*Try it:* The answer must consist of each line below that contains the string "events".

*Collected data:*
....................
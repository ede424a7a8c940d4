//! Key state snapshots and transition tracking
//!
//! Native backends that report key state rather than key events are turned
//! into press/release transitions here:
//! - macOS reports modifier keys as flag changes ([`ModifierState`])
//! - Linux key state is polled as a 256-key bitmap ([`Keymap`])

use crate::events::KeyCode;

/// macOS virtual key codes of the tracked modifiers
#[cfg(any(target_os = "macos", test))]
pub mod codes {
    use crate::events::KeyCode;

    pub const COMMAND: KeyCode = 0x37;
    pub const SHIFT: KeyCode = 0x38;
    pub const OPTION: KeyCode = 0x3A;
    pub const CONTROL: KeyCode = 0x3B;
}

/// Modifier key flag masks from macOS CGEventFlags
#[cfg(target_os = "macos")]
pub mod flags {
    use core_graphics::event::CGEventFlags;

    pub const CONTROL: CGEventFlags = CGEventFlags::CGEventFlagControl;
    pub const OPTION: CGEventFlags = CGEventFlags::CGEventFlagAlternate;
    pub const COMMAND: CGEventFlags = CGEventFlags::CGEventFlagCommand;
    pub const SHIFT: CGEventFlags = CGEventFlags::CGEventFlagShift;
}

/// Tracks which modifier keys are currently pressed
#[cfg(any(target_os = "macos", test))]
#[derive(Debug, Clone, Copy, Default, PartialEq, Eq)]
pub struct ModifierState {
    pub control: bool,
    pub option: bool,
    pub command: bool,
    pub shift: bool,
}

#[cfg(any(target_os = "macos", test))]
impl ModifierState {
    /// Create a new ModifierState from CGEventFlags
    #[cfg(target_os = "macos")]
    pub fn from_flags(event_flags: core_graphics::event::CGEventFlags) -> Self {
        Self {
            control: event_flags.contains(flags::CONTROL),
            option: event_flags.contains(flags::OPTION),
            command: event_flags.contains(flags::COMMAND),
            shift: event_flags.contains(flags::SHIFT),
        }
    }

    /// Press/release transitions that lead from `self` to `next`
    ///
    /// Ordered by key code: Command, Shift, Option, Control.
    pub fn transitions(&self, next: &ModifierState) -> Vec<(KeyCode, bool)> {
        [
            (codes::COMMAND, self.command, next.command),
            (codes::SHIFT, self.shift, next.shift),
            (codes::OPTION, self.option, next.option),
            (codes::CONTROL, self.control, next.control),
        ]
        .into_iter()
        .filter(|(_, before, after)| before != after)
        .map(|(code, _, after)| (code, after))
        .collect()
    }
}

/// Bytes in a key bitmap, one bit per key code
#[cfg(any(target_os = "linux", test))]
pub const KEYMAP_BYTES: usize = 32;

/// Pressed-key bitmap: key code `n` is bit `n % 8` of byte `n / 8`
#[cfg(any(target_os = "linux", test))]
pub type Keymap = [u8; KEYMAP_BYTES];

/// Mark `key_code` as pressed; codes past the bitmap are ignored
///
/// Returns whether the code fits in the bitmap.
#[cfg(any(target_os = "linux", test))]
pub fn keymap_set(keymap: &mut Keymap, key_code: KeyCode) -> bool {
    let byte = (key_code / 8) as usize;
    match keymap.get_mut(byte) {
        Some(slot) => {
            *slot |= 1 << (key_code % 8);
            true
        }
        None => false,
    }
}

/// One transition per bit that differs between two snapshots
///
/// A bit that was clear is a press, a bit that was set is a release.
/// Ordered by ascending key code.
#[cfg(any(target_os = "linux", test))]
pub fn keymap_transitions(prev: &Keymap, curr: &Keymap) -> Vec<(KeyCode, bool)> {
    let mut transitions = Vec::new();

    for (byte, (&before, &after)) in prev.iter().zip(curr.iter()).enumerate() {
        let changed = before ^ after;
        if changed == 0 {
            continue;
        }
        for bit in 0..8 {
            let mask = 1u8 << bit;
            if changed & mask != 0 {
                let key_code = (byte * 8 + bit) as KeyCode;
                transitions.push((key_code, after & mask != 0));
            }
        }
    }

    transitions
}
//! Global keyboard capture using macOS CGEventTap
//!
//! Feeds key down/up and modifier flag changes into a [`KeyboardHook`].
//! Runs on a dedicated thread with its own CFRunLoop.

use std::sync::atomic::{AtomicBool, Ordering};
use std::sync::mpsc as std_mpsc;
use std::sync::Arc;
use std::thread;
use std::time::Duration;

use core_foundation::runloop::{kCFRunLoopCommonModes, kCFRunLoopDefaultMode, CFRunLoop};
use core_graphics::event::{
    CGEvent, CGEventFlags, CGEventTap, CGEventTapLocation, CGEventTapOptions,
    CGEventTapPlacement, CGEventTapProxy, CGEventType, EventField,
};
use tracing::{debug, error, info, warn};

use super::keyboard::KeyboardHook;
use super::keys::ModifierState;
use crate::events::KeyCode;

/// Messages handed from the tap callback to the run loop thread
#[derive(Debug)]
enum TapMessage {
    Key { key_code: KeyCode, pressed: bool },
    FlagsChanged(CGEventFlags),
    Disabled,
}

/// Event tap feeding system-wide key transitions into the hook
pub struct EventTap {
    hook: Arc<KeyboardHook>,
    running: Arc<AtomicBool>,
}

impl EventTap {
    pub fn new(hook: Arc<KeyboardHook>) -> Self {
        Self {
            hook,
            running: Arc::new(AtomicBool::new(false)),
        }
    }

    /// Start the event tap
    ///
    /// This spawns a dedicated thread that runs a CFRunLoop to receive
    /// CGEventTap callbacks. The tap runs until `stop()` is called or the
    /// program exits.
    pub fn start(&self) -> Result<(), TapError> {
        if self.running.swap(true, Ordering::SeqCst) {
            return Err(TapError::AlreadyRunning);
        }

        let hook = Arc::clone(&self.hook);
        let running = Arc::clone(&self.running);

        thread::Builder::new()
            .name("event-tap".to_string())
            .spawn(move || {
                info!("event tap thread started");

                if let Err(e) = run_event_loop(hook, running.clone()) {
                    error!(?e, "event tap error");
                }

                running.store(false, Ordering::SeqCst);
                info!("event tap thread stopped");
            })
            .map_err(|e| {
                self.running.store(false, Ordering::SeqCst);
                TapError::ThreadSpawn(e.to_string())
            })?;

        Ok(())
    }

    /// Stop the event tap; the run loop exits on its next slice
    pub fn stop(&self) {
        self.running.store(false, Ordering::SeqCst);
    }

    pub fn is_running(&self) -> bool {
        self.running.load(Ordering::SeqCst)
    }
}

/// Errors that can occur in the event tap
#[derive(Debug, thiserror::Error)]
pub enum TapError {
    #[error("event tap is already running")]
    AlreadyRunning,

    #[error("failed to create event tap - check Accessibility permissions")]
    EventTapCreation,

    #[error("failed to create run loop source for event tap")]
    RunLoopSource,

    #[error("failed to spawn event tap thread: {0}")]
    ThreadSpawn(String),
}

/// Run the CFRunLoop with the event tap
fn run_event_loop(hook: Arc<KeyboardHook>, running: Arc<AtomicBool>) -> Result<(), TapError> {
    let mut modifiers = ModifierState::default();

    let (callback_tx, callback_rx) = std_mpsc::channel::<TapMessage>();

    // CGEventTap callback - must be fast and non-blocking
    let callback = move |_proxy: CGEventTapProxy,
                         event_type: CGEventType,
                         event: &CGEvent|
                         -> Option<CGEvent> {
        let message = match event_type {
            CGEventType::KeyDown | CGEventType::KeyUp => {
                // A held key repeats KeyDown; only the first one is a transition
                let repeat = event.get_integer_value_field(EventField::KEYBOARD_EVENT_AUTOREPEAT);
                if repeat != 0 {
                    return Some(event.clone());
                }
                let key_code =
                    event.get_integer_value_field(EventField::KEYBOARD_EVENT_KEYCODE) as KeyCode;
                let pressed = matches!(event_type, CGEventType::KeyDown);
                TapMessage::Key { key_code, pressed }
            }
            CGEventType::FlagsChanged => TapMessage::FlagsChanged(event.get_flags()),
            CGEventType::TapDisabledByTimeout | CGEventType::TapDisabledByUserInput => {
                TapMessage::Disabled
            }
            _ => return Some(event.clone()),
        };
        let _ = callback_tx.send(message);
        Some(event.clone())
    };

    let tap = CGEventTap::new(
        CGEventTapLocation::Session,
        CGEventTapPlacement::HeadInsertEventTap,
        CGEventTapOptions::ListenOnly,
        vec![
            CGEventType::KeyDown,
            CGEventType::KeyUp,
            CGEventType::FlagsChanged,
        ],
        callback,
    )
    .map_err(|_| {
        error!("failed to create event tap - is Accessibility permission granted?");
        TapError::EventTapCreation
    })?;

    tap.enable();

    let run_loop_source = tap
        .mach_port
        .create_runloop_source(0)
        .map_err(|_| TapError::RunLoopSource)?;
    let run_loop = CFRunLoop::get_current();

    unsafe {
        run_loop.add_source(&run_loop_source, kCFRunLoopCommonModes);
    }

    info!("event tap created and enabled");

    while running.load(Ordering::SeqCst) {
        unsafe {
            CFRunLoop::run_in_mode(kCFRunLoopDefaultMode, Duration::from_millis(100), true);
        }

        while let Ok(message) = callback_rx.try_recv() {
            match message {
                TapMessage::Key { key_code, pressed } => {
                    hook.process_key(pressed, key_code);
                }
                TapMessage::FlagsChanged(event_flags) => {
                    let next = ModifierState::from_flags(event_flags);
                    for (key_code, pressed) in modifiers.transitions(&next) {
                        debug!(key_code, pressed, "modifier transition");
                        hook.process_key(pressed, key_code);
                    }
                    modifiers = next;
                }
                TapMessage::Disabled => {
                    warn!("event tap disabled by the system, re-enabling");
                    tap.enable();
                }
            }
        }
    }

    Ok(())
}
....................
*Written response:*
//! Native backends that report key state rather than key events are turned
use crate::events::KeyCode;
    use crate::events::KeyCode;
use crate::events::KeyCode;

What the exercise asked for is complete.